WORKING DATA:
════════════════════
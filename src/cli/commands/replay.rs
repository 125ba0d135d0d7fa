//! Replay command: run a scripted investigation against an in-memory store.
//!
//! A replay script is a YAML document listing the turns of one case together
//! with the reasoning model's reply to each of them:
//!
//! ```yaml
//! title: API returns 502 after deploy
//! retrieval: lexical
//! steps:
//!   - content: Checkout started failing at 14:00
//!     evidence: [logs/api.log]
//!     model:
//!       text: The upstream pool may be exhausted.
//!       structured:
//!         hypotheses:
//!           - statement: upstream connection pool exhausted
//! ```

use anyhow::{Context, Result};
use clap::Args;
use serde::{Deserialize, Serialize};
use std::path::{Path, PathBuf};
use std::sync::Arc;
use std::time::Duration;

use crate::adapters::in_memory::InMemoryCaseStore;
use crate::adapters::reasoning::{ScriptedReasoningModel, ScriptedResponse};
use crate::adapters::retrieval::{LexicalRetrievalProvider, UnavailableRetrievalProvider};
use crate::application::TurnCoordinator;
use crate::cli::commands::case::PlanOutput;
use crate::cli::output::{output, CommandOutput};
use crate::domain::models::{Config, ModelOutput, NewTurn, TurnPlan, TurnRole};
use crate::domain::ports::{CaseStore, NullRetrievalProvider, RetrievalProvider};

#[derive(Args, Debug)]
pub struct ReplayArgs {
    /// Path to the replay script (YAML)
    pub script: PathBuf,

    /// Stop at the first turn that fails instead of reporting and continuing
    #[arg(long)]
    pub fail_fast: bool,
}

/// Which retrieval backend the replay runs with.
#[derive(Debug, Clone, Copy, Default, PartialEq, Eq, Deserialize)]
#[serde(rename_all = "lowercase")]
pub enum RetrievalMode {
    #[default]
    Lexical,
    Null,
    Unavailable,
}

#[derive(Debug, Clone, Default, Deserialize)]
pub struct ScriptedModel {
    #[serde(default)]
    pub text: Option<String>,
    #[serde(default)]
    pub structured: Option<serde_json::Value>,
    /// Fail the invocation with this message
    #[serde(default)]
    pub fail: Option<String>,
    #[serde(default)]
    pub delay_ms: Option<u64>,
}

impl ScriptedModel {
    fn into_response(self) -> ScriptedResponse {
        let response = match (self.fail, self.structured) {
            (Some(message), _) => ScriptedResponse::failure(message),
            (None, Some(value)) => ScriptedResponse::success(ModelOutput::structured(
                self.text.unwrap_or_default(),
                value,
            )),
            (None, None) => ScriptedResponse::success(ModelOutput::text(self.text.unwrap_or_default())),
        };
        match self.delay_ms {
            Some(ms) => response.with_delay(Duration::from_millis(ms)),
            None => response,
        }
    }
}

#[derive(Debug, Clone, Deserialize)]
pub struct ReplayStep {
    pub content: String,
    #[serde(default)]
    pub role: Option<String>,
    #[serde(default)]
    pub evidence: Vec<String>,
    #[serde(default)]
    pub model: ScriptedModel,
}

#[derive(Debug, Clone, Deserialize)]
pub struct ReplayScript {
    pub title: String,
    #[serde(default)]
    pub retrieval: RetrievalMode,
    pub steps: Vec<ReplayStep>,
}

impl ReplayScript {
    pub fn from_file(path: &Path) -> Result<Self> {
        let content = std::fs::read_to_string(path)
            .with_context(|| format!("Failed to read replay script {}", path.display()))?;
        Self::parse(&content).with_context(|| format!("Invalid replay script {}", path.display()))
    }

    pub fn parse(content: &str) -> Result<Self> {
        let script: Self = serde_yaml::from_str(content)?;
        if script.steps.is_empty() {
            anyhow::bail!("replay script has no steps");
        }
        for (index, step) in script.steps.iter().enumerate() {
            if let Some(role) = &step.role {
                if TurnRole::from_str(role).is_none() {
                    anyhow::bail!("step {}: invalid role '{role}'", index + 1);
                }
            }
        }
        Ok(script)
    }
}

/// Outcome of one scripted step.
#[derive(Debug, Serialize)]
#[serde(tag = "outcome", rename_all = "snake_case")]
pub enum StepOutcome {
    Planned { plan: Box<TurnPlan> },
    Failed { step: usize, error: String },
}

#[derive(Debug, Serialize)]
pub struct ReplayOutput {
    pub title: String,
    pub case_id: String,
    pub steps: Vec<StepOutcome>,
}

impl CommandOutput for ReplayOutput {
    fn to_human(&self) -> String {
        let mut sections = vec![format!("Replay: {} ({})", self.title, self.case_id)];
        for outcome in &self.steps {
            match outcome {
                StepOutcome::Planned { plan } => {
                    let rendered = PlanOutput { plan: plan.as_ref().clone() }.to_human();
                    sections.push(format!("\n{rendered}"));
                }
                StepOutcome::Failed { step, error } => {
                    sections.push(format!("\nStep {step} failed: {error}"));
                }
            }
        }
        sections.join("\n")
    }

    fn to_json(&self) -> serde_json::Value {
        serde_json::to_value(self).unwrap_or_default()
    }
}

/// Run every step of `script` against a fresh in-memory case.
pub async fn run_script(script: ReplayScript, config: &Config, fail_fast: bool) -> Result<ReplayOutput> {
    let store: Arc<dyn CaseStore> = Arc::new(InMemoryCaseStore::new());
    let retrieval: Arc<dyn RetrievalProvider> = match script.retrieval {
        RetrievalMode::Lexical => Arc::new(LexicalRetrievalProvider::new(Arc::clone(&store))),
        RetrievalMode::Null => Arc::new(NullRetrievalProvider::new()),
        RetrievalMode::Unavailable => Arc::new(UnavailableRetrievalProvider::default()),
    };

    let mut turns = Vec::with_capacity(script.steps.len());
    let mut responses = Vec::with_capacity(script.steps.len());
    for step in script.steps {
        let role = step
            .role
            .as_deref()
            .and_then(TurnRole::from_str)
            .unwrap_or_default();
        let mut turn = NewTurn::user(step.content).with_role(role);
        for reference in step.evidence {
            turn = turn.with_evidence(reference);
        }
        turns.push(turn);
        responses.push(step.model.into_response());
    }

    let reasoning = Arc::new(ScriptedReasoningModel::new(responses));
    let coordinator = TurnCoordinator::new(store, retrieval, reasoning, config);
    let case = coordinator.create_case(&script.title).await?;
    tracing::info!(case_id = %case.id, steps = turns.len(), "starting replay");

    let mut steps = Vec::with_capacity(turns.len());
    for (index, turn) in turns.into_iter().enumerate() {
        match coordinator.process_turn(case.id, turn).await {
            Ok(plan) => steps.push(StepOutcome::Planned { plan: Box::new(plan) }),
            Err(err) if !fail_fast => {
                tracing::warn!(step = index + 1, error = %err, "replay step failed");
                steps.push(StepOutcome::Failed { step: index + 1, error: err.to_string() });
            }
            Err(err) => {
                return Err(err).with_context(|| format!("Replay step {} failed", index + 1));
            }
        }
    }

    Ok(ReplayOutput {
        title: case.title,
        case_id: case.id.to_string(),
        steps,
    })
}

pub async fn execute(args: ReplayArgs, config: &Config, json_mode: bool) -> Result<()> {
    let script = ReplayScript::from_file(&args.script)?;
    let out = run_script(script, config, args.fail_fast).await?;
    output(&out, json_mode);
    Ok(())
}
════════════════════
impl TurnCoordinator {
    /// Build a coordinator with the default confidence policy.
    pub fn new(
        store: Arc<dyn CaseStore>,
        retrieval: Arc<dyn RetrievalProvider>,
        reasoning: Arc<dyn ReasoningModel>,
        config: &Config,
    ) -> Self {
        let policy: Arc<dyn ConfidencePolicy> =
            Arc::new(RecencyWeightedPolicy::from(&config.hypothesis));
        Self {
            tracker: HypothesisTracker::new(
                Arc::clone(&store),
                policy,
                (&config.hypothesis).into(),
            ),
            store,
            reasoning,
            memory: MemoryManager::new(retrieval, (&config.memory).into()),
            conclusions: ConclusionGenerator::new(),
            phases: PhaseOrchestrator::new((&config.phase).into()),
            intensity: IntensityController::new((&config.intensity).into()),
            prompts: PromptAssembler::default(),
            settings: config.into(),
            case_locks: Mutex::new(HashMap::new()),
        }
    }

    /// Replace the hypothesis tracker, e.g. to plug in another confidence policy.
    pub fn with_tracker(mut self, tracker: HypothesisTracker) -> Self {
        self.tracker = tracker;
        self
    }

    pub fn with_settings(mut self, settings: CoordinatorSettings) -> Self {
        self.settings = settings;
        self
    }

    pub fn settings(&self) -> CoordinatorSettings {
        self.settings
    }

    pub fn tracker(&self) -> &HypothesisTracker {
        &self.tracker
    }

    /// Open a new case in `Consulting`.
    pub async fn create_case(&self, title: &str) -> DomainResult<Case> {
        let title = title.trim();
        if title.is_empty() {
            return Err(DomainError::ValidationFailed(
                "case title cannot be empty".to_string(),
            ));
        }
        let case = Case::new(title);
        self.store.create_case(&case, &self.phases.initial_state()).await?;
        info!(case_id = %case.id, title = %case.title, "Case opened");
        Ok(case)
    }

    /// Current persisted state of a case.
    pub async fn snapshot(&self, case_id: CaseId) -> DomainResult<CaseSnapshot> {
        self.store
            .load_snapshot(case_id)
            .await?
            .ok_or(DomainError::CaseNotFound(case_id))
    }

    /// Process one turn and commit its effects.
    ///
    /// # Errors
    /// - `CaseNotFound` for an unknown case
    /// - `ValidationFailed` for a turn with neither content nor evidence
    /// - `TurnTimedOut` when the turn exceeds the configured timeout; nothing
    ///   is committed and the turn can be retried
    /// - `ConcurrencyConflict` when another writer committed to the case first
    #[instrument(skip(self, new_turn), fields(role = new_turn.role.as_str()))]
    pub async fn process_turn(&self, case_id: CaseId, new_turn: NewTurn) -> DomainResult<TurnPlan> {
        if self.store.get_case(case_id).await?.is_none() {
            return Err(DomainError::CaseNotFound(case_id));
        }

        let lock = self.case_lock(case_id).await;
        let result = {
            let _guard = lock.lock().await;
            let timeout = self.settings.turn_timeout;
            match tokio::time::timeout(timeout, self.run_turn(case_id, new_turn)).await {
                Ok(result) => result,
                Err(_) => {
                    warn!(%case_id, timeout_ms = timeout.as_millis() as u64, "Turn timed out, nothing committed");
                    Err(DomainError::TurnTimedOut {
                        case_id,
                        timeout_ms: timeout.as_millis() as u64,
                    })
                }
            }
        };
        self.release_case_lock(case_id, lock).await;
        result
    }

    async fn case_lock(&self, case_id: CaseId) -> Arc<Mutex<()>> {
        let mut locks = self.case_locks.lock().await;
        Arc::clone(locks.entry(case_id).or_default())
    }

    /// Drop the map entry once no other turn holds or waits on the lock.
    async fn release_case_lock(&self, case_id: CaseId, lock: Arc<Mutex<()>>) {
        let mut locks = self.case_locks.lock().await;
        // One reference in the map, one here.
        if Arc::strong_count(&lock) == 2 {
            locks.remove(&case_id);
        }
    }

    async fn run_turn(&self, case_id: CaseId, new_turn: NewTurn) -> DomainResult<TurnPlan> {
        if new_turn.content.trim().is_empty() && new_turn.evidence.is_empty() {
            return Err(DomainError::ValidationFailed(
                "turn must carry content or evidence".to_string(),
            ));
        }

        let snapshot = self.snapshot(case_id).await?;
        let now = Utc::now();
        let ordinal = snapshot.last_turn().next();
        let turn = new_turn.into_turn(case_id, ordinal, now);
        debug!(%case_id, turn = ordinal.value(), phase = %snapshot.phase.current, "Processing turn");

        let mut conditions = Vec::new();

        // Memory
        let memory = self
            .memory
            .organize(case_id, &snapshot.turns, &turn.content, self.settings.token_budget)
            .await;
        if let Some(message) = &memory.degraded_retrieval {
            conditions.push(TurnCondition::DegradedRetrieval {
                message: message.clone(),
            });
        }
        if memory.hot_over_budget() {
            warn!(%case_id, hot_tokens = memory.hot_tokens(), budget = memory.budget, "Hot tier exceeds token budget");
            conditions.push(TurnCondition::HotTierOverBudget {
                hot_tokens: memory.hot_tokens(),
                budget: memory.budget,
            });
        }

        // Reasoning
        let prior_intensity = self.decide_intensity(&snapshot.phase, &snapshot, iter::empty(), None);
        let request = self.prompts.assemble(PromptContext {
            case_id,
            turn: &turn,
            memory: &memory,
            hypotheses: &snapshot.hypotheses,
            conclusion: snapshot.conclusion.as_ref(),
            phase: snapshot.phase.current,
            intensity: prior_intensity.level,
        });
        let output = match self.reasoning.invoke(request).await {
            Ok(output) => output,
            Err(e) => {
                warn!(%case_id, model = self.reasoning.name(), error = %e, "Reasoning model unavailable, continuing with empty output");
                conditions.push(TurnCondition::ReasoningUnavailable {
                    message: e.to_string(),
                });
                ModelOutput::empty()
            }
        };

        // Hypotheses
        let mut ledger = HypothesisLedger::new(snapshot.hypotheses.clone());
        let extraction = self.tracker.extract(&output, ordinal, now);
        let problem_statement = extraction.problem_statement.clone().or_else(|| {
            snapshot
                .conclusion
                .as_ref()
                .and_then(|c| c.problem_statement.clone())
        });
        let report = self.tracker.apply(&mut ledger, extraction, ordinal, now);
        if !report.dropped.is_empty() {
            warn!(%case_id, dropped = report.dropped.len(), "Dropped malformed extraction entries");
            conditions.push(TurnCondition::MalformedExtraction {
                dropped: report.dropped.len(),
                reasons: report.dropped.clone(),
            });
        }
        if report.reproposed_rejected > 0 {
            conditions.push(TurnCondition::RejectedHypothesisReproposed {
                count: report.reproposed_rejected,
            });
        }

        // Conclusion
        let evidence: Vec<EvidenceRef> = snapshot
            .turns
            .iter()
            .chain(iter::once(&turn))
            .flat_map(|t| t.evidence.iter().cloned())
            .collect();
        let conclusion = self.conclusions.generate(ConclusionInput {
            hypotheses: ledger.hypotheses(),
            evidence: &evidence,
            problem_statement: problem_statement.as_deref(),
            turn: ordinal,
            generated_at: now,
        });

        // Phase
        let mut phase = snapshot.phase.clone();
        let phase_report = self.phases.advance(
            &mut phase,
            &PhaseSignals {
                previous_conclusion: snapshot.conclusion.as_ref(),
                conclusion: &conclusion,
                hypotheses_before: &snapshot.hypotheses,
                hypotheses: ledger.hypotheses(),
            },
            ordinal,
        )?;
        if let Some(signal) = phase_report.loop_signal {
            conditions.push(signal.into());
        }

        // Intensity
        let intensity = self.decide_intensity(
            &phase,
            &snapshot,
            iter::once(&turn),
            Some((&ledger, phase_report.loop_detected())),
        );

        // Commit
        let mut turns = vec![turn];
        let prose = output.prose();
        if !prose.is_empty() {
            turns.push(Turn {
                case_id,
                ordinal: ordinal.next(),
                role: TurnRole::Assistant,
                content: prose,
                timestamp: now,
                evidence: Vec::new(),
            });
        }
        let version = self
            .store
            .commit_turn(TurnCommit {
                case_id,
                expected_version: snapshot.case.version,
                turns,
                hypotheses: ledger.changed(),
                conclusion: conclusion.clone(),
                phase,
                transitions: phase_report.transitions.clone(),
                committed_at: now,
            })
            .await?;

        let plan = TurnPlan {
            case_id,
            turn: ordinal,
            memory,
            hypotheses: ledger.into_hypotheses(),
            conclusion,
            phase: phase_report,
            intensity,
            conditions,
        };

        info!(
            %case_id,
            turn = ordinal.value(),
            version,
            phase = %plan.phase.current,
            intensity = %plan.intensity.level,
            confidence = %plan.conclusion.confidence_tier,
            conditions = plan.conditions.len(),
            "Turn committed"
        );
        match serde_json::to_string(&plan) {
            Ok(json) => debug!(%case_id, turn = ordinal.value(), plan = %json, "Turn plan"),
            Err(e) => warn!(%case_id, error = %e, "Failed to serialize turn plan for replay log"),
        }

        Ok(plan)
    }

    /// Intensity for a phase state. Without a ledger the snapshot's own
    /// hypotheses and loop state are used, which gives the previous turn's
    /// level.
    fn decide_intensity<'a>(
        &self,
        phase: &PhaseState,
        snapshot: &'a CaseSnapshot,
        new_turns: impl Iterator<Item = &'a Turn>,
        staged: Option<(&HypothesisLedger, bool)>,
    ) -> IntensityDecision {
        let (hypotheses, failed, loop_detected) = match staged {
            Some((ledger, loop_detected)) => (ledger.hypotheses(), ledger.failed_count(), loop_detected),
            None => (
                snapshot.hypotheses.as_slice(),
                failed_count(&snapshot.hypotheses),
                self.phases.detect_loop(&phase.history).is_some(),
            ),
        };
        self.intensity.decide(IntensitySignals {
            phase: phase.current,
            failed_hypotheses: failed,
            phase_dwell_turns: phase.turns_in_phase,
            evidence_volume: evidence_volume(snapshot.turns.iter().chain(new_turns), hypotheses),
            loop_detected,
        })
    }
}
════════════════════
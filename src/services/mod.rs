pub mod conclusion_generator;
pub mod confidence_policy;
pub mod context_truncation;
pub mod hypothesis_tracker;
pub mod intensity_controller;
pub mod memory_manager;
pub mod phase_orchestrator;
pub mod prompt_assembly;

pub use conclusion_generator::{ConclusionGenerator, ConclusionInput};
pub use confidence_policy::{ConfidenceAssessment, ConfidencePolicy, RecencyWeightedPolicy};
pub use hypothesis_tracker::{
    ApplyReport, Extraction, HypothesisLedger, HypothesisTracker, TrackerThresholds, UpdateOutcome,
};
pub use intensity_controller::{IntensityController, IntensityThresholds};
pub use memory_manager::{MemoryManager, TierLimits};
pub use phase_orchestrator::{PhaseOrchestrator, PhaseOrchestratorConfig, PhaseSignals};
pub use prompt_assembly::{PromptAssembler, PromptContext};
════════════════════
Whenever a line of the data holds the string "bool", pick that line out.

WRITTEN ANSWER:
    pub fail_fast: bool,
pub async fn run_script(script: ReplayScript, config: &Config, fail_fast: bool) -> Result<ReplayOutput> {
pub async fn execute(args: ReplayArgs, config: &Config, json_mode: bool) -> Result<()> {
        staged: Option<(&HypothesisLedger, bool)>,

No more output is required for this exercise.